Code Complexity Analysis

Complexity Rating: Medium

Medium Complexity

Complexity Factors

  • Diagnostic complexity: Requires understanding of post-surgical complications and their management.
  • Treatment complexity: May involve surgical intervention, antibiotic therapy, or tube replacement.
  • Documentation requirements: Detailed clinical notes and follow-up assessments are necessary.
  • Coding specificity: Requires accurate coding to differentiate between types of complications.

Audit Risk Factors

  • Common coding errors: Misidentifying the complication type or failing to document the reason for the gastrostomy.
  • Documentation gaps: Incomplete records regarding the patient's post-operative status and complications.
  • Billing challenges: Incorrect coding may lead to claim denials or reduced reimbursement.

Specialty Focus

Medical Specialties

Gastroenterology

Documentation Requirements

Standard ICD-10-CM documentation requirements apply

Common Clinical Scenarios

Various clinical presentations within this specialty area

Billing Considerations

Follow specialty-specific billing guidelines

Surgery

Documentation Requirements

Standard ICD-10-CM documentation requirements apply

Common Clinical Scenarios

Various clinical presentations within this specialty area

Billing Considerations

Follow specialty-specific billing guidelines

Related ICD-10 Codes

Related CPT Codes

CPT Code

Clinical Scenario

Documentation Requirements

CPT Code

Clinical Scenario

Documentation Requirements

CPT Code

Clinical Scenario

Documentation Requirements

ICD-10 Impact

Diagnostic & Documentation Impact

Enhanced Specificity

ICD-10 Improvements

The clinical significance of K94.2 lies in its ability to capture the complications of gastrostomy, which can significantly affect patient outcomes and quality of life. Understanding these complications is vital for improving population health, as they can lead to increased healthcare utilization and costs. Monitoring these complications can also inform quality measures and enhance care protocols for patients requiring gastrostomy.

ICD-9 vs ICD-10

The clinical significance of K94.2 lies in its ability to capture the complications of gastrostomy, which can significantly affect patient outcomes and quality of life. Understanding these complications is vital for improving population health, as they can lead to increased healthcare utilization and costs. Monitoring these complications can also inform quality measures and enhance care protocols for patients requiring gastrostomy.

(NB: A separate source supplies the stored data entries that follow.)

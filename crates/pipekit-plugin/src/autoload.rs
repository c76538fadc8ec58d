// SPDX-FileCopyrightText: 2026 Pipekit Contributors
// SPDX-License-Identifier: MIT OR Apache-2.0

//! Declarative plugin registration from a `plugins` configuration mapping.
//!
//! Each entry maps a key to a definition:
//! - a factory is registered under the key;
//! - a string is a resource path, loaded and registered under its base name;
//! - a table holds default options for a plugin loaded from the key itself,
//!   registered under the key's base name.

use std::collections::HashMap;
use std::path::Path;

use pipekit_core::{Factory, Implementation, Options, PipekitError, PluginLoader};
use serde_json::{Map, Value};
use tracing::debug;

use crate::registry::PluginRegistry;

/// Configuration key the plugin host subscribes to.
pub const PLUGINS_CONFIG_KEY: &str = "plugins";

/// The value side of one `plugins` entry.
#[derive(Clone, Debug)]
pub enum PluginDefinition {
    Factory(Factory),
    Path(String),
    Options(Options),
    /// Any other shape; applying it is a configuration error.
    Invalid(Value),
}

impl From<Value> for PluginDefinition {
    fn from(value: Value) -> Self {
        match value {
            Value::String(path) => PluginDefinition::Path(path),
            Value::Object(options) => PluginDefinition::Options(options),
            other => PluginDefinition::Invalid(other),
        }
    }
}

impl From<Factory> for PluginDefinition {
    fn from(factory: Factory) -> Self {
        PluginDefinition::Factory(factory)
    }
}

/// Definitions from a raw JSON mapping, in key order.
pub fn definitions_from_map(map: &Map<String, Value>) -> Vec<(String, PluginDefinition)> {
    map.iter()
        .map(|(key, value)| (key.clone(), PluginDefinition::from(value.clone())))
        .collect()
}

/// Definitions from the raw value published under the `plugins` key.
pub fn definitions_from_value(value: &Value) -> Result<Vec<(String, PluginDefinition)>, PipekitError> {
    match value {
        Value::Object(map) => Ok(definitions_from_map(map)),
        other => Err(PipekitError::Config(format!(
            "`{PLUGINS_CONFIG_KEY}` must map plugin names to definitions, got {other}"
        ))),
    }
}

/// Register every definition, stopping at the first one that fails.
///
/// Returns the number of plugins registered.
pub fn apply_definitions<I>(
    registry: &PluginRegistry,
    loader: Option<&dyn PluginLoader>,
    definitions: I,
) -> Result<usize, PipekitError>
where
    I: IntoIterator<Item = (String, PluginDefinition)>,
{
    let mut applied = 0;
    for (key, definition) in definitions {
        match definition {
            PluginDefinition::Factory(factory) => {
                registry.register(&key, Implementation::Factory(factory))?;
            }
            PluginDefinition::Path(path) => {
                let implementation = load(loader, &path)?;
                registry.register(base_name(&path), implementation)?;
            }
            PluginDefinition::Options(options) => {
                let implementation = load(loader, &key)?;
                registry.register_with_options(base_name(&key), &options, implementation)?;
            }
            PluginDefinition::Invalid(value) => {
                return Err(PipekitError::Config(format!(
                    "invalid plugin definition `{key}` = {value}: expected a factory, a path, or a table of options"
                )));
            }
        }
        debug!(key = %key, "applied plugin definition");
        applied += 1;
    }
    Ok(applied)
}

fn load(loader: Option<&dyn PluginLoader>, path: &str) -> Result<Implementation, PipekitError> {
    let loader = loader.ok_or_else(|| {
        PipekitError::Config(format!(
            "cannot load plugin `{path}`: the host provides no plugin loader"
        ))
    })?;
    loader.load(path)
}

/// File name of `path` without its extension: `plugins/lint.wasm` -> `lint`.
pub fn base_name(path: &str) -> &str {
    Path::new(path)
        .file_stem()
        .and_then(|stem| stem.to_str())
        .unwrap_or(path)
}

/// A loader backed by an explicit path table supplied by the host.
#[derive(Clone, Debug, Default)]
pub struct StaticLoader {
    bindings: HashMap<String, Implementation>,
}

impl StaticLoader {
    pub fn new() -> Self {
        Self::default()
    }

    /// Bind `path` to `implementation`, builder style.
    pub fn with(mut self, path: impl Into<String>, implementation: impl Into<Implementation>) -> Self {
        self.insert(path, implementation);
        self
    }

    pub fn insert(&mut self, path: impl Into<String>, implementation: impl Into<Implementation>) {
        self.bindings.insert(path.into(), implementation.into());
    }
}

impl PluginLoader for StaticLoader {
    fn load(&self, path: &str) -> Result<Implementation, PipekitError> {
        self.bindings
            .get(path)
            .cloned()
            .ok_or_else(|| PipekitError::Config(format!("no plugin is bound to path `{path}`")))
    }
}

Reimbursement & Billing Impact

Reimbursement considerations include the necessity of detailed clinical notes that justify the use of this code. Common denials may arise from insufficient documentation or failure to provide evidence of the complication's impact on patient care. Best practices include thorough documentation of the patient's condition, treatment provided, and any follow-up care required to mitigate complications.

Resources

Clinical References

  • •
    ICD-10 Official Guidelines for K00-K99
  • •
    Clinical Documentation Requirements

Coding & Billing References

  • •
    ICD-10 Official Guidelines for K00-K99
  • •
    Clinical Documentation Requirements

Frequently Asked Questions

What specific conditions are covered by K94.2?

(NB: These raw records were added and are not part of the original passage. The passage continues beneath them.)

// SPDX-FileCopyrightText: 2026 Pipekit Contributors
// SPDX-License-Identifier: MIT OR Apache-2.0

//! Turning references into runnable units.
//!
//! Every reference resolves to zero or one unit. Disabled plugins,
//! unregistered names, empty implementations, and misplaced entries
//! resolve to nothing instead of failing the build.

use pipekit_core::types::{merge_options, plugin_disable_path, plugin_option_path};
use pipekit_core::{HostContext, Implementation, OptionStore, Options, PipekitError, Unit};
use serde_json::Value;
use tracing::{debug, warn};

use crate::reference::Reference;
use crate::registry::PluginRegistry;

/// True when `plugin.<name>` is `false` or `plugin.<name>.disable` is `true`.
pub fn is_disabled(store: &dyn OptionStore, name: &str) -> bool {
    store.is_false(&plugin_option_path(name)) || store.is_true(&plugin_disable_path(name))
}

/// Resolves references against one registry for one build.
pub struct Resolver<'a> {
    registry: &'a PluginRegistry,
    host: &'a dyn HostContext,
}

impl<'a> Resolver<'a> {
    pub fn new(registry: &'a PluginRegistry, host: &'a dyn HostContext) -> Self {
        Self { registry, host }
    }

    /// Resolve one reference with the build's merged options.
    pub fn resolve(&self, reference: &Reference, options: &Options) -> Option<Unit> {
        match reference {
            Reference::Name(name) => self.resolve_name(name, options, &mut Vec::new()),
            Reference::Factory(factory) => Some(factory.invoke(options, Unit::pass_through())),
            Reference::Unit(unit) => Some(unit.clone()),
            Reference::Many(_) | Reference::Options(_) => {
                debug!("skipping pipeline entry that is neither a name, a factory, nor a unit");
                None
            }
        }
    }

    fn resolve_name(&self, name: &str, options: &Options, chain: &mut Vec<String>) -> Option<Unit> {
        // Cloned out of the registry so no lock is held while factories run.
        let Some(implementation) = self.registry.lookup(name) else {
            debug!(plugin = name, "skipping unregistered plugin");
            return None;
        };

        if chain.iter().any(|seen| seen == name) {
            chain.push(name.to_string());
            warn!(chain = %chain.join(" -> "), "skipping plugin alias cycle");
            self.host.emit_error(PipekitError::AliasCycle {
                chain: chain.clone(),
            });
            return None;
        }

        let store = self.registry.option_store().as_ref();
        if is_disabled(store, name) {
            debug!(plugin = name, "skipping disabled plugin");
            return None;
        }

        let effective = match store.get(&plugin_option_path(name)) {
            Some(Value::Object(defaults)) => merge_options(&defaults, options),
            _ => options.clone(),
        };

        chain.push(name.to_string());
        let unit = self.resolve_implementation(implementation, &effective, chain);
        chain.pop();
        unit
    }

    fn resolve_implementation(
        &self,
        implementation: Implementation,
        options: &Options,
        chain: &mut Vec<String>,
    ) -> Option<Unit> {
        match implementation {
            Implementation::Alias(target) => self.resolve_name(&target, options, chain),
            Implementation::Factory(factory) => Some(factory.invoke(options, Unit::pass_through())),
            Implementation::Unit(unit) => Some(unit),
            Implementation::Empty => None,
        }
    }
}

K94.2 covers complications such as infection, leakage, obstruction, and dislodgement of the gastrostomy tube. It is important to document the specific complication for accurate coding.

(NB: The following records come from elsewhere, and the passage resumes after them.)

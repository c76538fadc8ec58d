// SPDX-FileCopyrightText: 2026 Pipekit Contributors
// SPDX-License-Identifier: MIT OR Apache-2.0

//! Plugin registry: name to implementation bindings.
//!
//! The `PluginRegistry` keeps bindings in registration order and records
//! declared default options in the host's option store under
//! `plugin.<name>`, where the resolver later reads them back.

use std::collections::HashMap;
use std::sync::{Arc, PoisonError, RwLock};

use pipekit_core::types::plugin_option_path;
use pipekit_core::{Implementation, OptionStore, Options, PipekitError};
use serde_json::Value;
use tracing::debug;

/// A registered plugin, as returned by [`PluginRegistry::list_all`].
#[derive(Debug, Clone)]
pub struct PluginEntry {
    /// Name the plugin was registered under.
    pub name: String,
    /// Current binding.
    pub implementation: Implementation,
}

#[derive(Default)]
struct Bindings {
    order: Vec<String>,
    by_name: HashMap<String, Implementation>,
}

/// Registry of named plugins.
///
/// Re-registering a name overwrites its binding but keeps its original
/// position in [`names`](Self::names). Entries are never removed.
pub struct PluginRegistry {
    store: Arc<dyn OptionStore>,
    bindings: RwLock<Bindings>,
}

impl PluginRegistry {
    /// Create an empty registry writing defaults into `store`.
    pub fn new(store: Arc<dyn OptionStore>) -> Self {
        Self {
            store,
            bindings: RwLock::new(Bindings::default()),
        }
    }

    /// Bind `implementation` to `name` without default options.
    pub fn register(&self, name: &str, implementation: Implementation) -> Result<(), PipekitError> {
        self.register_with_options(name, &Options::new(), implementation)
    }

    /// Bind `implementation` to `name` and record its default options.
    ///
    /// Non-empty `options` are merged into the store at `plugin.<name>`;
    /// empty options leave the store untouched.
    pub fn register_with_options(
        &self,
        name: &str,
        options: &Options,
        implementation: Implementation,
    ) -> Result<(), PipekitError> {
        validate_name(name)?;

        if !options.is_empty() {
            self.store
                .set(&plugin_option_path(name), Value::Object(options.clone()));
        }

        let kind = implementation.kind();
        let mut bindings = self.bindings.write().unwrap_or_else(PoisonError::into_inner);
        let replaced = bindings
            .by_name
            .insert(name.to_string(), implementation)
            .is_some();
        if !replaced {
            bindings.order.push(name.to_string());
        }
        debug!(plugin = name, kind, replaced, "registered plugin");
        Ok(())
    }

    /// Current binding for `name`.
    pub fn lookup(&self, name: &str) -> Option<Implementation> {
        self.read().by_name.get(name).cloned()
    }

    pub fn contains(&self, name: &str) -> bool {
        self.read().by_name.contains_key(name)
    }

    /// Snapshot of registered names in registration order.
    pub fn names(&self) -> Vec<String> {
        self.read().order.clone()
    }

    /// Snapshot of every entry in registration order.
    pub fn list_all(&self) -> Vec<PluginEntry> {
        let bindings = self.read();
        bindings
            .order
            .iter()
            .filter_map(|name| {
                bindings.by_name.get(name).map(|implementation| PluginEntry {
                    name: name.clone(),
                    implementation: implementation.clone(),
                })
            })
            .collect()
    }

    /// Returns the number of registered plugins.
    pub fn len(&self) -> usize {
        self.read().order.len()
    }

    /// Returns true if no plugins are registered.
    pub fn is_empty(&self) -> bool {
        self.read().order.is_empty()
    }

    /// The option store defaults are written to.
    pub fn option_store(&self) -> &Arc<dyn OptionStore> {
        &self.store
    }

    fn read(&self) -> std::sync::RwLockReadGuard<'_, Bindings> {
        self.bindings.read().unwrap_or_else(PoisonError::into_inner)
    }
}

fn validate_name(name: &str) -> Result<(), PipekitError> {
    if name.trim().is_empty() {
        return Err(PipekitError::InvalidArgument(
            "expected plugin name to be a string (non-empty)".to_string(),
        ));
    }
    Ok(())
}

#[cfg(test)]
mod tests {
    use super::*;
    use pipekit_core::{OptionTree, Unit};
    use serde_json::json;

    fn registry() -> (Arc<OptionTree>, PluginRegistry) {
        let store = Arc::new(OptionTree::new());
        let registry = PluginRegistry::new(store.clone());
        (store, registry)
    }

    fn opts(value: Value) -> Options {
        value.as_object().cloned().unwrap_or_default()
    }

    #[test]
    fn register_and_lookup_roundtrip() {
        let (_, registry) = registry();
        registry
            .register("foo", Implementation::factory(|_, input| input))
            .unwrap();

        assert!(registry.contains("foo"));
        assert_eq!(registry.lookup("foo").map(|i| i.kind()), Some("factory"));
        assert!(registry.lookup("bar").is_none());
    }

    #[test]
    fn lookup_is_case_sensitive() {
        let (_, registry) = registry();
        registry.register("Lint", Implementation::Empty).unwrap();
        assert!(registry.lookup("lint").is_none());
        assert!(registry.lookup("Lint").is_some());
    }

    #[test]
    fn empty_name_is_rejected() {
        let (_, registry) = registry();
        let err = registry.register("", Implementation::Empty).unwrap_err();
        assert!(matches!(err, PipekitError::InvalidArgument(_)));
        assert!(err.to_string().contains("to be a string"));

        let err = registry.register("   ", Implementation::Empty).unwrap_err();
        assert!(matches!(err, PipekitError::InvalidArgument(_)));
        assert!(registry.is_empty());
    }

    #[test]
    fn names_follow_registration_order() {
        let (_, registry) = registry();
        for name in ["zebra", "alpha", "middle"] {
            registry.register(name, Implementation::Empty).unwrap();
        }
        assert_eq!(registry.names(), ["zebra", "alpha", "middle"]);
    }

    #[test]
    fn overwrite_keeps_position_and_replaces_binding() {
        let (_, registry) = registry();
        registry.register("a", Implementation::Empty).unwrap();
        registry.register("b", Implementation::Empty).unwrap();
        registry
            .register("a", Implementation::Unit(Unit::pass_through()))
            .unwrap();

        assert_eq!(registry.names(), ["a", "b"]);
        assert_eq!(registry.len(), 2);
        assert_eq!(registry.lookup("a").map(|i| i.kind()), Some("unit"));

        let all = registry.list_all();
        assert_eq!(all[0].name, "a");
        assert_eq!(all[0].implementation.kind(), "unit");
    }

    #[test]
    fn options_written_under_plugin_namespace() {
        let (store, registry) = registry();
        registry
            .register_with_options("a", &opts(json!({"foo": "bar"})), Implementation::Empty)
            .unwrap();
        assert_eq!(store.get(&["plugin", "a"]), Some(json!({"foo": "bar"})));

        registry
            .register_with_options("a", &opts(json!({"extra": 1})), Implementation::Empty)
            .unwrap();
        assert_eq!(
            store.get(&["plugin", "a"]),
            Some(json!({"foo": "bar", "extra": 1}))
        );
    }

    #[test]
    fn empty_options_leave_store_untouched() {
        let (store, registry) = registry();
        registry.register("a", Implementation::Empty).unwrap();
        assert_eq!(store.get(&["plugin", "a"]), None);
    }

    #[test]
    fn len_and_is_empty() {
        let (_, registry) = registry();
        assert!(registry.is_empty());
        assert_eq!(registry.len(), 0);

        registry.register("test", Implementation::Empty).unwrap();
        assert!(!registry.is_empty());
        assert_eq!(registry.len(), 1);
    }
}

When should K94.2 be used instead of related codes?

K94.2 should be used when there are documented complications directly related to the gastrostomy procedure. If there are no complications, other codes may be more appropriate.

What documentation supports K94.2?

Documentation should include clinical findings, treatment plans, and follow-up assessments that detail the nature of the complications and the patient's response to treatment.